- _Required work_: Your answer should be the lines below from the one holding "was being created." through the one holding "have been accumulated.", copied exactly and with nothing else.
______________________________
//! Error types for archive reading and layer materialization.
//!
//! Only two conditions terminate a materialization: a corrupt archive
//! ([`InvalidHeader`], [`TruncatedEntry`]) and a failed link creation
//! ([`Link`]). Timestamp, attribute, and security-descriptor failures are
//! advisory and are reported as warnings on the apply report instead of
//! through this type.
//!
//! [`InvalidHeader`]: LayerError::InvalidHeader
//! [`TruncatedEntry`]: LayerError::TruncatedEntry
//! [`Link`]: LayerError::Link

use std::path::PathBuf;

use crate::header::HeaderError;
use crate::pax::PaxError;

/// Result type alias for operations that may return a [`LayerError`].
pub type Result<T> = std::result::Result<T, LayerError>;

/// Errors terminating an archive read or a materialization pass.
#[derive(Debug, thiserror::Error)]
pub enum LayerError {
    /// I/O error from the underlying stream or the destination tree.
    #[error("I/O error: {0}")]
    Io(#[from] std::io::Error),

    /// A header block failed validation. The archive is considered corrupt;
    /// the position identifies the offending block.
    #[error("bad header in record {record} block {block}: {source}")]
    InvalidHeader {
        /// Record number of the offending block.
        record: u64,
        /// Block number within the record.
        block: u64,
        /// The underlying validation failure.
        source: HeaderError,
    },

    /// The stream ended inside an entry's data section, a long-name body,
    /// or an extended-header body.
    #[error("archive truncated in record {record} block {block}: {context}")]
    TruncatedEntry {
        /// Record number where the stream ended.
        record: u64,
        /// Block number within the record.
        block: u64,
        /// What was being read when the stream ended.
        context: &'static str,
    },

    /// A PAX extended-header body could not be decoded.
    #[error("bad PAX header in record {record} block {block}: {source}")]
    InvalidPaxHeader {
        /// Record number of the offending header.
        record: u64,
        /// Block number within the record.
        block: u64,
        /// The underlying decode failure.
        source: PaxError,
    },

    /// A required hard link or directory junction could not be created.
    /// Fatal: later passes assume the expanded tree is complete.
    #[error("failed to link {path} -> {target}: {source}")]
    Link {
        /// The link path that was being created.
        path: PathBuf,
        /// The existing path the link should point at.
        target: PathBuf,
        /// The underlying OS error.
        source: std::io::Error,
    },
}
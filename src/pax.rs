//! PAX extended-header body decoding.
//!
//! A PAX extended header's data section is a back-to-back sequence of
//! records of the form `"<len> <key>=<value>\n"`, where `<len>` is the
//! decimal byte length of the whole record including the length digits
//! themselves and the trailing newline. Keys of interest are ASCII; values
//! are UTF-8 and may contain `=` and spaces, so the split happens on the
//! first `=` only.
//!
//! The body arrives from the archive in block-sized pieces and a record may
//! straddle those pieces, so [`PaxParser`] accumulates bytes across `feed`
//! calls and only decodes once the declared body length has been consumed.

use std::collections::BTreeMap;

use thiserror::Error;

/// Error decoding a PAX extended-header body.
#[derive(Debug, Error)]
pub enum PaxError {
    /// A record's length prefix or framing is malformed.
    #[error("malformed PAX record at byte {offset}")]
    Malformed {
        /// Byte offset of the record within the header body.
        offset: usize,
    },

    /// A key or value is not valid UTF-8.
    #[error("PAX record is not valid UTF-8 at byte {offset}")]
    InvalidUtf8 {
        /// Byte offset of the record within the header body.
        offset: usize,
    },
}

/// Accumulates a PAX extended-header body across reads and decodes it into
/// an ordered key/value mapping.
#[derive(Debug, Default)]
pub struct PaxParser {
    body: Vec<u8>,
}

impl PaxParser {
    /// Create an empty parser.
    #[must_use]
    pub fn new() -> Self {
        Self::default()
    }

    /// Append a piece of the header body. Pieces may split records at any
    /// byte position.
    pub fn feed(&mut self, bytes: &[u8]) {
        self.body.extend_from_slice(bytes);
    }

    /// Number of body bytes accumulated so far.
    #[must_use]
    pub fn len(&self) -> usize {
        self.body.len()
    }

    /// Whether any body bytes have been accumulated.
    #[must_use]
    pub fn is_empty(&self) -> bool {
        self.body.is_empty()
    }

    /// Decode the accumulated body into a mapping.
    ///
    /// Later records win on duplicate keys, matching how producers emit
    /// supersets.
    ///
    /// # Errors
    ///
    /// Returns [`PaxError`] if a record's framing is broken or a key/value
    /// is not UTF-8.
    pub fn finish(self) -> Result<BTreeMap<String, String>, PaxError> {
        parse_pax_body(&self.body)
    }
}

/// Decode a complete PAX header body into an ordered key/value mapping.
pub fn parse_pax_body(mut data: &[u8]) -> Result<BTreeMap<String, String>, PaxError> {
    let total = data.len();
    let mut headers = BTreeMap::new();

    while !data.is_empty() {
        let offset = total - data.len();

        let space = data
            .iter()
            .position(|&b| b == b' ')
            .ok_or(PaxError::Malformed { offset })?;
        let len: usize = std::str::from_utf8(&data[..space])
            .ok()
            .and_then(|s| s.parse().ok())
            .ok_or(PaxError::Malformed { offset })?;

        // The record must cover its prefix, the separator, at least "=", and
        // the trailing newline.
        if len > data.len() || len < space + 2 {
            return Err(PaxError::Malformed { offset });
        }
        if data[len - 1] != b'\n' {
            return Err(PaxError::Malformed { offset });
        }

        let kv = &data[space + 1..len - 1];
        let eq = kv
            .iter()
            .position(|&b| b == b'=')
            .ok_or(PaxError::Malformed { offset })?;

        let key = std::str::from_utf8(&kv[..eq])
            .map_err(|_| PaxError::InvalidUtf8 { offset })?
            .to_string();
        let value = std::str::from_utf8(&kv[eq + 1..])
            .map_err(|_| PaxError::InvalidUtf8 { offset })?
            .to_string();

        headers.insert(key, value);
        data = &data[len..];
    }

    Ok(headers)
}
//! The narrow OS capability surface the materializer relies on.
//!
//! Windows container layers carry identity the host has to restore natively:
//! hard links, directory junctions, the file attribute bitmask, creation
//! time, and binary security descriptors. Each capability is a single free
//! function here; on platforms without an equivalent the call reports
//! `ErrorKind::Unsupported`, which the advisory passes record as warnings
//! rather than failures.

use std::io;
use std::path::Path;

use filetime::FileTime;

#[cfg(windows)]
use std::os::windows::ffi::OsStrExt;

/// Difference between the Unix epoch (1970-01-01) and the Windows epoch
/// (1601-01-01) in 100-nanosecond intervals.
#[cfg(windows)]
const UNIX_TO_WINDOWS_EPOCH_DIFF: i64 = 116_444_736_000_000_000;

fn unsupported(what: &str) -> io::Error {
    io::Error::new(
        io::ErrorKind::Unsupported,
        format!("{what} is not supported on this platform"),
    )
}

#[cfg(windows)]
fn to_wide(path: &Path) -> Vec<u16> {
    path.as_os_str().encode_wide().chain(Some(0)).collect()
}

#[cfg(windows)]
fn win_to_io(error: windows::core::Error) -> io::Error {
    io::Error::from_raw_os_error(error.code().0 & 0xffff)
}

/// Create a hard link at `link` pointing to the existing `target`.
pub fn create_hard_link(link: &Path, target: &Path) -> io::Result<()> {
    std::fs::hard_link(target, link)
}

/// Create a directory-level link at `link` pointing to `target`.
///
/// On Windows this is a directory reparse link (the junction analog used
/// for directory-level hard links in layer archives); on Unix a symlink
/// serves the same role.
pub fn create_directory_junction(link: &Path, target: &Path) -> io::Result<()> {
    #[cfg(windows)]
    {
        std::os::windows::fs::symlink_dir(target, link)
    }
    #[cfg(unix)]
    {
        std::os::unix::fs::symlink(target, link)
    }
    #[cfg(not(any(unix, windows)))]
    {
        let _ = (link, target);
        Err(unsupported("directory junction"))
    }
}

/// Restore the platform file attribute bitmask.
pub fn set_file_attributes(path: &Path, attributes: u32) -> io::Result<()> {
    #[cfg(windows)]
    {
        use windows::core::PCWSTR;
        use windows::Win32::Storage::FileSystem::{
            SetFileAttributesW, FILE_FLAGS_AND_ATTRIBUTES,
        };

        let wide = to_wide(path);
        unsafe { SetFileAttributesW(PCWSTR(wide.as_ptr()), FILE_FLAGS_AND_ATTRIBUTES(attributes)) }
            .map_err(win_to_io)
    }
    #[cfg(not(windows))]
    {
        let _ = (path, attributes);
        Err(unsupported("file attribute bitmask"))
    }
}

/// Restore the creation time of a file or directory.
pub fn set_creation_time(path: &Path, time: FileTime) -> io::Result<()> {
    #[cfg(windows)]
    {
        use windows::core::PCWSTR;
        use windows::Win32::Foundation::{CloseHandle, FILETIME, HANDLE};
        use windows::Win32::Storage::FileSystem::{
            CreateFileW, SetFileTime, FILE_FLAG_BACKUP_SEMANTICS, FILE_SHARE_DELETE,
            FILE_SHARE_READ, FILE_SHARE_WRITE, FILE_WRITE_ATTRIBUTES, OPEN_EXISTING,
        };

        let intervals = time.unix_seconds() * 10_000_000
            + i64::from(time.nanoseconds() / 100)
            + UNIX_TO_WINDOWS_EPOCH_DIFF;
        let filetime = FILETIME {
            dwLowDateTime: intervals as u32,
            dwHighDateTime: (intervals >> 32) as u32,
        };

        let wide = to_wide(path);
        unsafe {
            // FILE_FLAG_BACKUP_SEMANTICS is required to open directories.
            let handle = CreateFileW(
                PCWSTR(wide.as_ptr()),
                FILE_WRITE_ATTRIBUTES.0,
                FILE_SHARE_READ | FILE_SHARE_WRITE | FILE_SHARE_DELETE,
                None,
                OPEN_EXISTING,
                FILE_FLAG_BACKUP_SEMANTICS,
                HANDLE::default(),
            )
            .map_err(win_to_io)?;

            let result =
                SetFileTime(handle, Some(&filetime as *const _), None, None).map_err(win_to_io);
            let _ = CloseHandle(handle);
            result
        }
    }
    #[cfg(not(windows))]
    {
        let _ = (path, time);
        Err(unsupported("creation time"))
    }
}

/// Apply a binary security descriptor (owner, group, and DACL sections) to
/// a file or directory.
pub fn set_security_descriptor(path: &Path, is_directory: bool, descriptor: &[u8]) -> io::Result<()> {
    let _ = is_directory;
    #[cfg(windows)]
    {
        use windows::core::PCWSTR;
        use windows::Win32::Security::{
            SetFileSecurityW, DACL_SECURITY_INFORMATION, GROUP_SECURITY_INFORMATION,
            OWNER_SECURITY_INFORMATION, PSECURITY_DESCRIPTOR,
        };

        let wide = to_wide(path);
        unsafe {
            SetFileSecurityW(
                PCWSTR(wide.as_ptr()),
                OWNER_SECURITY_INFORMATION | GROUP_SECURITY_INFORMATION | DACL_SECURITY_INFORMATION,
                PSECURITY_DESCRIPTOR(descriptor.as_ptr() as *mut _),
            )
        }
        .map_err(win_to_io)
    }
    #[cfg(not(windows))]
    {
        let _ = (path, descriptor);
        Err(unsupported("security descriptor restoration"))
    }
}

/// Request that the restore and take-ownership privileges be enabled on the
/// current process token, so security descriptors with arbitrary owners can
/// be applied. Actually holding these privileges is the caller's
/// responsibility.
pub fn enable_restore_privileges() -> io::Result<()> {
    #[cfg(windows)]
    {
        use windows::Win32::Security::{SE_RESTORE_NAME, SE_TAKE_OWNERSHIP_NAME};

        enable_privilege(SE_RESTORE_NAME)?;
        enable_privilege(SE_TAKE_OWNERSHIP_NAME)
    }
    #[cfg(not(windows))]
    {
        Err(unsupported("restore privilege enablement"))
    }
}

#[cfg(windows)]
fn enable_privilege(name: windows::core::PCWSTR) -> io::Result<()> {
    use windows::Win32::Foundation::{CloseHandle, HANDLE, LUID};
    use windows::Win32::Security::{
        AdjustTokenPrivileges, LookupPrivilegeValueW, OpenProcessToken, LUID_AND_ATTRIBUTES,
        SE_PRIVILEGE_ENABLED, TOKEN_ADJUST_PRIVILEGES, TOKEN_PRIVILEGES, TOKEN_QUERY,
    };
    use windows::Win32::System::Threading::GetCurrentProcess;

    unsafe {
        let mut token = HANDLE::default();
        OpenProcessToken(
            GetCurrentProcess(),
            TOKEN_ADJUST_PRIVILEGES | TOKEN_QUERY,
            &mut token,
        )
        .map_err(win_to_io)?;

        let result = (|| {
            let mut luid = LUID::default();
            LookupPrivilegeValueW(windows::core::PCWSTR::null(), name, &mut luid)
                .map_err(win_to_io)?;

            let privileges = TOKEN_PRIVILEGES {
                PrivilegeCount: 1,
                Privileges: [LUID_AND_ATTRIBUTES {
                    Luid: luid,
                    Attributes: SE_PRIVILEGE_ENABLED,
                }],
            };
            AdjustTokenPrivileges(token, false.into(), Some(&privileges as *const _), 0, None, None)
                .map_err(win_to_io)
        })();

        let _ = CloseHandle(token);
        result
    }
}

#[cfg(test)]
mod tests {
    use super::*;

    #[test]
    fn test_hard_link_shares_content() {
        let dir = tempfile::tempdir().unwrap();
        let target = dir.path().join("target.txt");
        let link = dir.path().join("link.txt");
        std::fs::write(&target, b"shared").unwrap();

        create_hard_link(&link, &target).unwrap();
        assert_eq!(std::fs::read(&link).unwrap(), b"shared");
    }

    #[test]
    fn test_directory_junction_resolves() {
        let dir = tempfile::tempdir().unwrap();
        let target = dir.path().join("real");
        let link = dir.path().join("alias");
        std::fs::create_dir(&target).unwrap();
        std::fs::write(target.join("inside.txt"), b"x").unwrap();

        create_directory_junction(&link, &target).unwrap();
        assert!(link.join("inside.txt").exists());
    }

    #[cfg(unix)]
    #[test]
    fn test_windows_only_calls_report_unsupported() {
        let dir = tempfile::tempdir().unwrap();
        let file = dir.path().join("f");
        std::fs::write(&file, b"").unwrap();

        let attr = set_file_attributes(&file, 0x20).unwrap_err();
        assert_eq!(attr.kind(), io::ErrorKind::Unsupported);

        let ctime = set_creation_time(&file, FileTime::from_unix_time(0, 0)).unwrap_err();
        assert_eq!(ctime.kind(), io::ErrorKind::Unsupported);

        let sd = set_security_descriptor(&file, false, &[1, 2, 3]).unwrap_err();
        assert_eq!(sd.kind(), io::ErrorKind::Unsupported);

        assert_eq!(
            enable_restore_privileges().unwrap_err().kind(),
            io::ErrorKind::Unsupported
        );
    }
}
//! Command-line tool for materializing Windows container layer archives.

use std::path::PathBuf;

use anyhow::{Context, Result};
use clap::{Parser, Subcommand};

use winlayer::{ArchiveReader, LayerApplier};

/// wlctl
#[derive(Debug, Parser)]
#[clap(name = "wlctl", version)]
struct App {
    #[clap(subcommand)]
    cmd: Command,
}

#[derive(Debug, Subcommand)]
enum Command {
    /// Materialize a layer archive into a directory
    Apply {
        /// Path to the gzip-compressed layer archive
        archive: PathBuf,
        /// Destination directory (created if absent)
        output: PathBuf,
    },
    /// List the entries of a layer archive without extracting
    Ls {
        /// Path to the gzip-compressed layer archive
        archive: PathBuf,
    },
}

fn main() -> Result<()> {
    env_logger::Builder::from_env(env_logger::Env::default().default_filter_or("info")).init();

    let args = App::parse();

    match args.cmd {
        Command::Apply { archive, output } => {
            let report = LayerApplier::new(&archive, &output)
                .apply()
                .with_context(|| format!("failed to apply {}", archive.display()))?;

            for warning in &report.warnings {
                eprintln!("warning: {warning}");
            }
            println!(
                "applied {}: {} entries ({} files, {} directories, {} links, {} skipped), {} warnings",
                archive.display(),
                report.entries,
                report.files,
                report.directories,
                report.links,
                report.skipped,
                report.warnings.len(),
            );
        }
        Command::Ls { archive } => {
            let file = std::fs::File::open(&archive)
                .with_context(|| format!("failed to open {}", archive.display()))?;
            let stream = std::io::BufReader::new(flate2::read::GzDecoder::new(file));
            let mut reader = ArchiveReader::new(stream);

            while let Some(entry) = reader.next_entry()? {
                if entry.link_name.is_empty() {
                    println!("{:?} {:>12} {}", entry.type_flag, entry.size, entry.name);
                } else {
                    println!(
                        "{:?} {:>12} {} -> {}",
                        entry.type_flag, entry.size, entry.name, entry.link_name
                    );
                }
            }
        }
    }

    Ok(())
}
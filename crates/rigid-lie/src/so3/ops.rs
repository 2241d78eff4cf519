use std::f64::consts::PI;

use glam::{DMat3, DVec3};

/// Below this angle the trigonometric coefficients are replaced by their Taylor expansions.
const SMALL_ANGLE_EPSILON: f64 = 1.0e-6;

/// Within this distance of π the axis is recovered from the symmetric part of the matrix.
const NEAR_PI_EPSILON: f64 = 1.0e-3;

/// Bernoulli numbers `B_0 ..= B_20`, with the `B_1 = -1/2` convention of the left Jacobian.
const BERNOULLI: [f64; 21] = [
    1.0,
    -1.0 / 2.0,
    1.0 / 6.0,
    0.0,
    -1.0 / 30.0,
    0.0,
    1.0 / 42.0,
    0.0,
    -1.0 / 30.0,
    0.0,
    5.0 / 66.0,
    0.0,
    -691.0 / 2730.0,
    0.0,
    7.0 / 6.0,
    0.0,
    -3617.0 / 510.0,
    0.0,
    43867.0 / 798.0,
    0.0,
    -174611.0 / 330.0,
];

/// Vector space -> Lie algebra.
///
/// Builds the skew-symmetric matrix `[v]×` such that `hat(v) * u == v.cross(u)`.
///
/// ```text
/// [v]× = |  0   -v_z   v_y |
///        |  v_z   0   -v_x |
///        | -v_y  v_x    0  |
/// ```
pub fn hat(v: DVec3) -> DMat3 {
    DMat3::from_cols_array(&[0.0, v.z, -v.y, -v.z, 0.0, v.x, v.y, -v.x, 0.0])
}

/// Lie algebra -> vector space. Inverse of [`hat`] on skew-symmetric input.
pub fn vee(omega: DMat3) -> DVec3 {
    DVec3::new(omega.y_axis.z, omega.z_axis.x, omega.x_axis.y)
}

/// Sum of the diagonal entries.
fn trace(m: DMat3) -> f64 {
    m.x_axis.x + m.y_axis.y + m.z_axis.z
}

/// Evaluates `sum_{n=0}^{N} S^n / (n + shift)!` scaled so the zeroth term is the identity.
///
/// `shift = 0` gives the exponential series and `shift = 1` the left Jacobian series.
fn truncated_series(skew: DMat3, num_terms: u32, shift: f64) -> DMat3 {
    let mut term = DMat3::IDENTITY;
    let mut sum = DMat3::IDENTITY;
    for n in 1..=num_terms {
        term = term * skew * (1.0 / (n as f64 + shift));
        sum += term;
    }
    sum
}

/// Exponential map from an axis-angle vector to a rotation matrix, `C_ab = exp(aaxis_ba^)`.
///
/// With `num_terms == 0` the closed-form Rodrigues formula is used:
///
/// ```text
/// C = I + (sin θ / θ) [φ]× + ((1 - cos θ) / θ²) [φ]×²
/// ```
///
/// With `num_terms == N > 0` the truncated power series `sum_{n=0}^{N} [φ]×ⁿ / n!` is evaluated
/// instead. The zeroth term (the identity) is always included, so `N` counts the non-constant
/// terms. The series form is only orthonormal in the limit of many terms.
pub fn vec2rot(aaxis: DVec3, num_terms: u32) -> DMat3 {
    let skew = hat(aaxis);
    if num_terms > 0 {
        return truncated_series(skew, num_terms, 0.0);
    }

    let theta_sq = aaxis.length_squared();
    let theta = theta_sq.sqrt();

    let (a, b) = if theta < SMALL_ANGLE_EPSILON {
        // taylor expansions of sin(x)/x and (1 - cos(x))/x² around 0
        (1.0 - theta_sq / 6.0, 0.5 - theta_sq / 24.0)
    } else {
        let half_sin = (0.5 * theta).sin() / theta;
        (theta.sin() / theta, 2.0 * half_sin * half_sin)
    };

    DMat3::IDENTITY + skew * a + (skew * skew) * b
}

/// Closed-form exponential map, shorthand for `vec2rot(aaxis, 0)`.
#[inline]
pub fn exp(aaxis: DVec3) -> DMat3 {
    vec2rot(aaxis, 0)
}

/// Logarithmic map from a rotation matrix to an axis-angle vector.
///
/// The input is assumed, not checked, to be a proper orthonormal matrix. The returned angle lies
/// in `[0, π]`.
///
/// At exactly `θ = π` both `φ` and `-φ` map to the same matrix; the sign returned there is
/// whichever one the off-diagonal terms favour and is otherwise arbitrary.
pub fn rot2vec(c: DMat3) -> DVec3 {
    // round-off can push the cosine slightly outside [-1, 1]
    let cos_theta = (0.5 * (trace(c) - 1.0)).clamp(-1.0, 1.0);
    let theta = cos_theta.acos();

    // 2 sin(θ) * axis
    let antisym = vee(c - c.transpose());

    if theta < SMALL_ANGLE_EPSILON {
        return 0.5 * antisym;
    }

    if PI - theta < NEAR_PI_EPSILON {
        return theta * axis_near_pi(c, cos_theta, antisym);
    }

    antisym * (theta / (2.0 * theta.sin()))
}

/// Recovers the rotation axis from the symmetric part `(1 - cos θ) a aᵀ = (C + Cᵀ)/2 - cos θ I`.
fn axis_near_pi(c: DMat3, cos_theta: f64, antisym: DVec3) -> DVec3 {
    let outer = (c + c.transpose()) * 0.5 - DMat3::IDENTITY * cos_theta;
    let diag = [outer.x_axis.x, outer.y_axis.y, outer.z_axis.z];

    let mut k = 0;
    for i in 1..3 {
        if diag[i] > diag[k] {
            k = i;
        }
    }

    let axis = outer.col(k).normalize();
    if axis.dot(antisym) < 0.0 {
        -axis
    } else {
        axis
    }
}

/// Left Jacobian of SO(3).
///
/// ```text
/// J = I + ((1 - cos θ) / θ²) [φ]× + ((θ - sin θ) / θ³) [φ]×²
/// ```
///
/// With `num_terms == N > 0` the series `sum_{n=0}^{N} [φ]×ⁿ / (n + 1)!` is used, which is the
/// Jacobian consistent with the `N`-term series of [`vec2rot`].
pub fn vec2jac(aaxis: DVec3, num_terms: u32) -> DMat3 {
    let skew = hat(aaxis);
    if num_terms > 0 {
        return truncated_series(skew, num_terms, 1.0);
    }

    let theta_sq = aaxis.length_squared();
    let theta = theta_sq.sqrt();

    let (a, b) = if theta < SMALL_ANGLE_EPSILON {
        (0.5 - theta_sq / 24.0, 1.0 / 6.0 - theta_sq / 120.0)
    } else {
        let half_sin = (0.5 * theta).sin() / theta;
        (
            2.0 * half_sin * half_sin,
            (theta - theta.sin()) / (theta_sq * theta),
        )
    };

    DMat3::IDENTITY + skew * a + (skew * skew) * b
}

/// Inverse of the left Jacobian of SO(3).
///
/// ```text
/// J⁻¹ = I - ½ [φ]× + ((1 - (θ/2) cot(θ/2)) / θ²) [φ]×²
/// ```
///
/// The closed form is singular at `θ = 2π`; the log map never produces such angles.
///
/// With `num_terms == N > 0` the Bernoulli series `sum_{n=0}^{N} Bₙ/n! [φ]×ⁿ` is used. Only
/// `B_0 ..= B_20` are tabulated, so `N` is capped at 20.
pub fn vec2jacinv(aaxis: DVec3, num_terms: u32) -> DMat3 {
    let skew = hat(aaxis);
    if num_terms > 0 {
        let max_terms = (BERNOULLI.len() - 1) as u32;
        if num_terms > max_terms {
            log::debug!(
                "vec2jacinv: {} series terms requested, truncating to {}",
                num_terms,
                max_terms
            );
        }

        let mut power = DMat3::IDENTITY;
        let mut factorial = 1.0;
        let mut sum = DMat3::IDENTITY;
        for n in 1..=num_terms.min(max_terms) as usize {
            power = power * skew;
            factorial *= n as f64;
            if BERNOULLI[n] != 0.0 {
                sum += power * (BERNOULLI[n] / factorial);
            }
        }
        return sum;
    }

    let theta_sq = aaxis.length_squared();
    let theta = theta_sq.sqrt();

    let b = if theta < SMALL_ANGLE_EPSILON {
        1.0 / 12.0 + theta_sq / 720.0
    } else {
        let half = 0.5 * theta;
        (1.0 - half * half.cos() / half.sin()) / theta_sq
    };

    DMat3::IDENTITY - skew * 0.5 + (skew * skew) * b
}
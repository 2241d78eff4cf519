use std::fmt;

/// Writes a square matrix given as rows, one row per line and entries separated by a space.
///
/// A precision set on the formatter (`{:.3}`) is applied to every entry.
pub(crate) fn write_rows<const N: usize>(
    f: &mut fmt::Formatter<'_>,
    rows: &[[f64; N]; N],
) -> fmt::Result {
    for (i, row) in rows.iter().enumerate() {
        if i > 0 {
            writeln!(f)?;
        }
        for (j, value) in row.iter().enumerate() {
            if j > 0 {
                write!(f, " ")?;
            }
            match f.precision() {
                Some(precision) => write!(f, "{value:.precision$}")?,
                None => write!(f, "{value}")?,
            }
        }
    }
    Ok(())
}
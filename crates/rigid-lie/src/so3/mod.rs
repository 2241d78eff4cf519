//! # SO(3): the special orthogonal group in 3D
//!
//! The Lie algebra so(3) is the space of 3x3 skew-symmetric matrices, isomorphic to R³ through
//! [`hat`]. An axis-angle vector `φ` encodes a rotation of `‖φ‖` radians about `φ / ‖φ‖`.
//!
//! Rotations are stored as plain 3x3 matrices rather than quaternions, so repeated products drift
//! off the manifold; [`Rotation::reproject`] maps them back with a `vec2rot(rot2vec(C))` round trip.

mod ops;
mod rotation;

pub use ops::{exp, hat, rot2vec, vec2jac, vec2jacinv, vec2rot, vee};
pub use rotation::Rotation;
______________________________
- _The answer_:
        /// The link path that was being created.
        path: PathBuf,
        /// The existing path the link should point at.
        target: PathBuf,
        /// The underlying OS error.
        source: std::io::Error,
    },
}
filename src/pax.rs
//! PAX extended-header body decoding.
//!
//! A PAX extended header's data section is a back-to-back sequence of
//! records of the form `"<len> <key>=<value>\n"`, where `<len>` is the
//! decimal byte length of the whole record including the length digits
//! themselves and the trailing newline. Keys of interest are ASCII; values
//! are UTF-8 and may contain `=` and spaces, so the split happens on the
//! first `=` only.
//!
//! The body arrives from the archive in block-sized pieces and a record may
//! straddle those pieces, so [`PaxParser`] accumulates bytes across `feed`
//! calls and only decodes once the declared body length has been consumed.

use std::collections::BTreeMap;

use thiserror::Error;

/// Error decoding a PAX extended-header body.
#[derive(Debug, Error)]
pub enum PaxError {
    /// A record's length prefix or framing is malformed.
    #[error("malformed PAX record at byte {offset}")]
    Malformed {
        /// Byte offset of the record within the header body.
        offset: usize,
    },

    /// A key or value is not valid UTF-8.
    #[error("PAX record is not valid UTF-8 at byte {offset}")]
    InvalidUtf8 {
        /// Byte offset of the record within the header body.
        offset: usize,
    },
}

/// Accumulates a PAX extended-header body across reads and decodes it into
/// an ordered key/value mapping.
#[derive(Debug, Default)]
pub struct PaxParser {
    body: Vec<u8>,
}

impl PaxParser {
    /// Create an empty parser.
    #[must_use]
    pub fn new() -> Self {
        Self::default()
    }

    /// Append a piece of the header body. Pieces may split records at any
    /// byte position.
    pub fn feed(&mut self, bytes: &[u8]) {
        self.body.extend_from_slice(bytes);
    }

    /// Number of body bytes accumulated so far.
    #[must_use]
    pub fn len(&self) -> usize {
        self.body.len()
    }

    /// Whether any body bytes have been accumulated.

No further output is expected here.